* Collected data
..........
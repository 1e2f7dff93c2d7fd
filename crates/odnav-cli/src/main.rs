// Copyright 2026 Phillip Cloud
// Licensed under the Apache License, Version 2.0

mod config;
mod runtime;

use anyhow::{Context, Result, anyhow, bail};
use config::{Config, ServiceOverride};
use odnav_app::AppState;
use runtime::ODataRuntime;
use std::env;
use std::fs::OpenOptions;
use std::io;
use std::path::PathBuf;
use std::sync::{Arc, Mutex};
use tracing_subscriber::EnvFilter;

fn main() {
    if let Err(error) = run() {
        eprintln!("{error:#}");
        std::process::exit(1);
    }
}

fn run() -> Result<()> {
    let options = parse_cli_args(env::args().skip(1), Config::default_path()?)?;
    if options.show_help {
        print_help();
        return Ok(());
    }

    if options.print_config_path {
        println!("{}", options.config_path.display());
        return Ok(());
    }

    if options.print_example {
        print!("{}", Config::example_config(&options.config_path));
        return Ok(());
    }

    init_tracing()?;

    let config = Config::load(&options.config_path).with_context(|| {
        format!(
            "load config {}; run `odnav --print-example-config` to generate a template",
            options.config_path.display()
        )
    })?;
    let timeout = config.timeout()?;
    let page_size = options.page_size.unwrap_or_else(|| config.page_size());
    let services = config.services(options.service_override(), ServiceOverride::from_env());

    for service in &services {
        odnav_odata::Client::new(&service.url, timeout).with_context(|| {
            format!(
                "invalid url for service {:?}; fix --url, ODATA_URL or [[services]] in {}",
                service.name,
                options.config_path.display()
            )
        })?;
    }
    if options.check_only {
        return Ok(());
    }

    tracing::info!(
        services = services.len(),
        page_size,
        timeout_ms = u64::try_from(timeout.as_millis()).unwrap_or(u64::MAX),
        "starting browser"
    );

    let mut state = AppState::new(services, page_size);
    state.show_logs = config.show_logs();
    let runtime = Arc::new(ODataRuntime::new(timeout));
    odnav_tui::run_app(&mut state, runtime)
}

/// Diagnostics go to `ODNAV_LOG_FILE` when set; the terminal belongs to
/// the UI, so otherwise they are discarded.
fn init_tracing() -> Result<()> {
    let filter = EnvFilter::try_from_env("ODNAV_LOG").unwrap_or_else(|_| EnvFilter::new("info"));
    let builder = tracing_subscriber::fmt()
        .with_env_filter(filter)
        .with_ansi(false);

    let installed = match env::var_os("ODNAV_LOG_FILE") {
        Some(path) => {
            let file = OpenOptions::new()
                .create(true)
                .append(true)
                .open(&path)
                .with_context(|| format!("open log file {}", PathBuf::from(&path).display()))?;
            builder.with_writer(Mutex::new(file)).try_init()
        }
        None => builder.with_writer(io::sink).try_init(),
    };
    installed.map_err(|error| anyhow!("install tracing subscriber: {error}"))
}

#[derive(Debug, Clone, PartialEq, Eq)]
struct CliOptions {
    config_path: PathBuf,
    url: Option<String>,
    user: Option<String>,
    pass: Option<String>,
    page_size: Option<usize>,
    print_config_path: bool,
    print_example: bool,
    check_only: bool,
    show_help: bool,
}

impl CliOptions {
    fn service_override(&self) -> ServiceOverride {
        ServiceOverride {
            url: self.url.clone(),
            username: self.user.clone(),
            password: self.pass.clone(),
        }
    }
}

fn parse_cli_args<I, S>(args: I, default_config_path: PathBuf) -> Result<CliOptions>
where
    I: IntoIterator<Item = S>,
    S: AsRef<str>,
{
    let mut options = CliOptions {
        config_path: default_config_path,
        url: None,
        user: None,
        pass: None,
        page_size: None,
        print_config_path: false,
        print_example: false,
        check_only: false,
        show_help: false,
    };

    let mut iter = args.into_iter();
    while let Some(arg) = iter.next() {
        match arg.as_ref() {
            "--config" => {
                let value = iter
                    .next()
                    .ok_or_else(|| anyhow!("--config requires a file path"))?;
                options.config_path = PathBuf::from(value.as_ref());
            }
            "--url" => {
                let value = iter
                    .next()
                    .ok_or_else(|| anyhow!("--url requires a service URL"))?;
                options.url = Some(value.as_ref().to_owned());
            }
            "--user" => {
                let value = iter
                    .next()
                    .ok_or_else(|| anyhow!("--user requires a user name"))?;
                options.user = Some(value.as_ref().to_owned());
            }
            "--pass" => {
                let value = iter
                    .next()
                    .ok_or_else(|| anyhow!("--pass requires a password"))?;
                options.pass = Some(value.as_ref().to_owned());
            }
            "--page-size" => {
                let value = iter
                    .next()
                    .ok_or_else(|| anyhow!("--page-size requires a number"))?;
                let size: usize = value
                    .as_ref()
                    .parse()
                    .with_context(|| format!("invalid --page-size {:?}", value.as_ref()))?;
                if size == 0 {
                    bail!("--page-size must be positive");
                }
                options.page_size = Some(size);
            }
            "--print-config-path" => {
                options.print_config_path = true;
            }
            "--print-example-config" => {
                options.print_example = true;
            }
            "--check" => {
                options.check_only = true;
            }
            "--help" | "-h" => {
                options.show_help = true;
            }
            unknown => {
                return Err(anyhow!(
                    "unknown argument {unknown:?}; run with --help to see supported options"
                ));
            }
        }
    }

    Ok(options)
}

fn print_help() {
    println!("odnav - browse OData services in the terminal");
    println!("  --config <path>          Use a specific config path");
    println!("  --url <url>              Browse a single service (overrides ODATA_URL)");
    println!("  --user <name>            Basic auth user for --url (overrides ODATA_USER)");
    println!("  --pass <password>        Basic auth password for --url (overrides ODATA_PASS)");
    println!("  --page-size <n>          Records per list request");
    println!("  --print-config-path      Print resolved config path");
    println!("  --print-example-config   Print a config template");
    println!("  --check                  Validate config and service URLs, then exit");
    println!("  --help                   Show this help");
    println!();
    println!("Set ODNAV_LOG_FILE to write diagnostics to a file, ODNAV_LOG to filter them.");
}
..........
* EXERCISE
Pull from the data each line where the string "unknown" turns up.

* WRITTEN REPLY
            unknown => {
                    "unknown argument {unknown:?}; run with --help to see supported options"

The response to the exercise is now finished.